In a 15 Feb 2008 post “Taboo Your Words,” Eliezer Yudkowsky writes:

The illusion of unity across religions can be dispelled by making the term “God” taboo, and asking them to say what it is they believe in; or making the word “faith” taboo, and asking them why they believe it … When you find yourself in philosophical difficulties, the first line of defense is not to define your problematic terms, but to see whether you can think without using those terms at all. Or any of their short synonyms. And be careful not to let yourself invent a new word to use instead. Describe outward observables and interior mechanisms; don’t use a single handle, whatever that handle may be.

There’s a truly breathtaking number of assumptions I could examine in this short excerpt. To name only a few: that any unity across religions is or isn’t an “illusion”; that any such unity hinges on either “God” or belief; that the only acceptable kinds of evidence are “outward observables and interior mechanisms”; that arguments or philosophical defenses establish truth; and that language, let alone philosophical discussion, is even possible without “handles,” which is what all words are. (In the beginning was the Word …)

But let’s set those issues aside — because we can. I recommend taking on this challenge for what it can teach you. Take an hour and get down in words what it is you actually believe, and why. Whatever else is calling to you online, including this blog, can wait.

For Druids, the word to make temporarily taboo is definitely “nature.”

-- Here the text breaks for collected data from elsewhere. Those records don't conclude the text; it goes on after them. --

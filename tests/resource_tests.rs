//! Integration tests for the endpoint catalogs.
//!
//! These tests check that each resource client builds the expected route and
//! body and binds the response to its record type.

use std::collections::BTreeMap;

use atomic_api::rest::resources::{
    BackupKind, LogQuery, MetricFilter, MetricsQuery, MetricsScope, NewSshUser, NewTask,
    PersistentDataAction, SoftwareAction,
};
use atomic_api::{ApiKey, AtomicClient, AtomicConfig, BaseUrl, ClientId, ErrorKind, SiteRef};
use serde_json::json;
use wiremock::matchers::{body_string_contains, method, path, query_param};
use wiremock::{Mock, MockServer, ResponseTemplate};

fn client_for(server: &MockServer) -> AtomicClient {
    let config = AtomicConfig::builder()
        .api_key(ApiKey::new("test-key").unwrap())
        .client_id(ClientId::new("agency").unwrap())
        .base_url(BaseUrl::new(server.uri()).unwrap())
        .build()
        .unwrap();
    AtomicClient::new(&config).unwrap()
}

// ============================================================================
// Sites
// ============================================================================

#[tokio::test]
async fn test_list_sites_keeps_order_and_unknown_fields() {
    let server = MockServer::start().await;
    Mock::given(method("GET"))
        .and(path("/get-sites/agency"))
        .and(query_param("limit", "2"))
        .respond_with(ResponseTemplate::new(200).set_body_json(json!({
            "data": [
                {"atomic_site_id": 20, "domain_name": "b.example.com", "server_pool_id": 3},
                {"atomic_site_id": 10, "domain_name": "a.example.com"}
            ]
        })))
        .expect(1)
        .mount(&server)
        .await;

    let client = client_for(&server);
    let sites = client.sites().list(Some(2), None).await.unwrap();

    assert_eq!(sites.len(), 2);
    assert_eq!(sites[0].atomic_site_id, 20);
    assert_eq!(sites[1].domain_name, "a.example.com");
    assert_eq!(sites[0].unknown["server_pool_id"], json!(3));
}

#[tokio::test]
async fn test_get_site_binds_record_and_keeps_extras() {
    let server = MockServer::start().await;
    Mock::given(method("GET"))
        .and(path("/get-site/example.com/extra"))
        .respond_with(ResponseTemplate::new(200).set_body_json(json!({
            "data": {
                "atomic_site_id": 7,
                "domain_name": "example.com",
                "php_version": "8.3",
                "db_pass": "",
                "extra": {"server": "dfw"},
                "space_used": 1024
            }
        })))
        .mount(&server)
        .await;

    let client = client_for(&server);
    let site = client.sites().get("example.com", true).await.unwrap();

    assert_eq!(site.atomic_site_id, 7);
    assert_eq!(site.php_version.as_deref(), Some("8.3"));
    assert!(site.db_pass.is_none());
    assert_eq!(site.extra.unwrap()["server"], "dfw");
    assert_eq!(site.unknown["space_used"], json!(1024));
}

#[tokio::test]
async fn test_get_site_binds_full_record_with_integer_flags() {
    let server = MockServer::start().await;
    Mock::given(method("GET"))
        .and(path("/get-site/4711"))
        .respond_with(ResponseTemplate::new(200).set_body_json(json!({
            "data": {
                "atomic_site_id": 4711,
                "wpcom_blog_id": "",
                "domain_name": "shop.example.com",
                "server_pool_id": 12,
                "db_pass": "s3cret",
                "cache_prefix": "a4711_",
                "wp_admin_user": "admin",
                "wp_admin_email": "admin@example.com",
                "db_charset": "utf8mb4",
                "db_collate": "",
                "php_version": "8.2",
                "wp_version": "",
                "migrate_to_pool": "",
                "migrate_readonly": 0,
                "photon_subsizes": 1
            }
        })))
        .expect(1)
        .mount(&server)
        .await;

    let client = client_for(&server);
    let site = client.sites().get(4711_u64, false).await.unwrap();

    assert_eq!(site.atomic_site_id, 4711);
    assert!(site.wpcom_blog_id.is_none());
    assert_eq!(site.server_pool_id, Some(12));
    assert_eq!(site.cache_prefix.as_deref(), Some("a4711_"));
    assert!(site.db_collate.is_none());
    assert!(site.wp_version.is_none());
    assert!(site.migrate_to_pool.is_none());
    assert_eq!(site.migrate_readonly, Some(false));
    assert_eq!(site.photon_subsizes, Some(true));
    assert!(site.extra.is_none());
    assert!(site.unknown.is_empty());
}
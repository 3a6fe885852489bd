//! Bulk tasks that iterate over every site of the client.

use std::collections::BTreeMap;

use chrono::{DateTime, Utc};
use serde::{Deserialize, Serialize};
use serde_json::{Map, Value};

use crate::clients::ApiError;
use crate::rest::{build_path, de, ResourceClient};

use super::{missing, require};

/// The kind of work a task performs on each site.
#[derive(Debug, Clone, Copy, Serialize, Deserialize, PartialEq, Eq, Hash)]
#[serde(rename_all = "kebab-case")]
pub enum TaskKind {
    Software,
    SiteFindFiles,
    RunWpCliCommand,
}

impl TaskKind {
    #[must_use]
    pub const fn as_str(self) -> &'static str {
        match self {
            Self::Software => "software",
            Self::SiteFindFiles => "site-find-files",
            Self::RunWpCliCommand => "run-wp-cli-command",
        }
    }
}

/// When the platform should send a webhook for per-site results.
#[derive(Debug, Clone, Copy, Serialize, Deserialize, PartialEq, Eq, Hash, Default)]
#[serde(rename_all = "lowercase")]
pub enum WebhookPolicy {
    All,
    Success,
    Failure,
    #[default]
    None,
}

impl WebhookPolicy {
    #[must_use]
    pub const fn as_str(self) -> &'static str {
        match self {
            Self::All => "all",
            Self::Success => "success",
            Self::Failure => "failure",
            Self::None => "none",
        }
    }
}

/// Parameters for creating a task.
///
/// Each kind has one required input: software actions, a file pattern, or
/// WP-CLI arguments. Use the matching constructor.
#[derive(Debug, Clone, PartialEq, Eq)]
pub struct NewTask {
    pub kind: TaskKind,
    pub send_webhook_for: WebhookPolicy,
    pub site_count_limit: Option<u32>,
    pub software: BTreeMap<String, String>,
    pub pattern: Option<String>,
    pub args: Vec<String>,
}

impl NewTask {
    const fn empty(kind: TaskKind) -> Self {
        Self {
            kind,
            send_webhook_for: WebhookPolicy::None,
            site_count_limit: None,
            software: BTreeMap::new(),
            pattern: None,
            args: Vec::new(),
        }
    }

    /// A software task, e.g. `plugins/akismet/latest` to `activate`.
    #[must_use]
    pub fn software(actions: BTreeMap<String, String>) -> Self {
        Self {
            software: actions,
            ..Self::empty(TaskKind::Software)
        }
    }

    /// A task that searches every site for files matching `pattern`.
    #[must_use]
    pub fn find_files(pattern: impl Into<String>) -> Self {
        Self {
            pattern: Some(pattern.into()),
            ..Self::empty(TaskKind::SiteFindFiles)
        }
    }

    /// A task that runs `wp` with `args` on every site.
    #[must_use]
    pub fn wp_cli<I, S>(args: I) -> Self
    where
        I: IntoIterator<Item = S>,
        S: Into<String>,
    {
        Self {
            args: args.into_iter().map(Into::into).collect(),
            ..Self::empty(TaskKind::RunWpCliCommand)
        }
    }

    #[must_use]
    pub const fn send_webhook_for(mut self, policy: WebhookPolicy) -> Self {
        self.send_webhook_for = policy;
        self
    }

    /// Caps how many sites the task touches. `0` means no limit.
    #[must_use]
    pub const fn site_count_limit(mut self, limit: u32) -> Self {
        self.site_count_limit = Some(limit);
        self
    }

    fn to_form(&self) -> Result<Vec<(String, String)>, ApiError> {
        let mut fields = vec![(
            "send_webhook_for".to_string(),
            self.send_webhook_for.as_str().to_string(),
        )];
        if let Some(limit) = self.site_count_limit.filter(|&limit| limit > 0) {
            fields.push(("site_count_limit".to_string(), limit.to_string()));
        }
        match self.kind {
            TaskKind::Software => {
                if self.software.is_empty() {
                    return Err(missing("software"));
                }
                fields.extend(
                    self.software
                        .iter()
                        .map(|(slug, action)| (format!("software[{slug}]"), action.clone())),
                );
            }
            TaskKind::SiteFindFiles => {
                let pattern = self.pattern.as_deref().unwrap_or_default();
                require("pattern", pattern)?;
                fields.push(("pattern".to_string(), pattern.to_string()));
            }
            TaskKind::RunWpCliCommand => {
                if self.args.is_empty() {
                    return Err(missing("args"));
                }
                fields.extend(self.args.iter().map(|arg| ("args[]".to_string(), arg.clone())));
            }
        }
        Ok(fields)
    }
}

/// The response to a task creation.
#[derive(Debug, Clone, Serialize, Deserialize, PartialEq)]
pub struct TaskCreation {
    pub task_id: u64,
    pub initial_task_manager_id: u64,
    #[serde(default)]
    pub meta: Map<String, Value>,
    #[serde(flatten)]
    pub unknown: Map<String, Value>,
}

#[derive(Debug, Clone, Serialize, Deserialize, PartialEq)]
pub struct Task {
    pub task_id: u64,
    #[serde(rename = "client_id", default)]
    pub atomic_client_id: Option<u64>,
    #[serde(rename = "type", default)]
    pub kind: Option<String>,
    #[serde(default, deserialize_with = "de::optional_timestamp")]
    pub created: Option<DateTime<Utc>>,
    /// Unset until the task finishes.
    #[serde(default, deserialize_with = "de::optional_timestamp")]
    pub complete: Option<DateTime<Utc>>,
    #[serde(default)]
    pub meta: Map<String, Value>,
    #[serde(flatten)]
    pub unknown: Map<String, Value>,
}

impl Task {
    #[must_use]
    pub const fn is_complete(&self) -> bool {
        self.complete.is_some()
    }
}

/// Client for the task endpoints.
#[derive(Clone, Debug)]
pub struct TasksClient {
    client: ResourceClient,
}

impl TasksClient {
    pub(crate) const fn new(client: ResourceClient) -> Self {
        Self { client }
    }

    /// Starts a task over the client's sites.
    ///
    /// # Errors
    ///
    /// Returns [`ApiError::InvalidHttpRequest`] when the input required by
    /// the task kind is missing, or any pipeline error.
    pub async fn create(&self, task: &NewTask) -> Result<TaskCreation, ApiError> {
        let fields = task.to_form()?;
        let path = build_path(
            "/task-create/{client}/{kind}",
            &[("client", self.client.client_id()), ("kind", task.kind.as_str())],
        );
        let request = fields
            .into_iter()
            .fold(self.client.post(path), |request, (key, value)| {
                request.form_field(key, value)
            });
        let created: TaskCreation = self.client.fetch(request).await?;
        tracing::info!(task_id = created.task_id, kind = task.kind.as_str(), "Task created");
        Ok(created)
    }

    /// Fetches a task's details and progress.
    ///
    /// # Errors
    ///
    /// Returns any pipeline error.
    pub async fn get(&self, task_id: u64) -> Result<Task, ApiError> {
        let path = build_path("/task-get/{task}", &[("task", task_id)]);
        self.client.fetch(self.client.post(path)).await
    }

    /// Interrupts an incomplete task.
    ///
    /// # Errors
    ///
    /// Returns any pipeline error.
    pub async fn interrupt(&self, task_id: u64) -> Result<Value, ApiError> {
        let path = build_path("/task-interrupt/{task}", &[("task", task_id)]);
        self.client.fetch(self.client.post(path)).await
    }
}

After all, we use it as shorthand for an enormous range of referents: an object of our reverence; a source of our metaphors; the set of patterns, relationships and movements of energies that we claim accounts for all life, including the workings of human consciousness; the antithesis to human excess and imbalance, often symbolized by urban blight; a kind of deity or pantheon of deities; a characteristic quality that is the opposite of the word “artificial”; everything that exists, including those human activities that produce counter-currents and eddies in its ever-flowing stream; an impersonal force or being, and so on.

So I’ll take on Yudkowsky’s challenge: what is it that I believe, and why?

I believe that to be alive is a chance, if I take it, to be part of something vastly larger than my own body, emotions, and thoughts (or if I’ve learned any empathy, possibly also the bodies, emotions and thoughts of people I care about). These things have their place, but they are not all.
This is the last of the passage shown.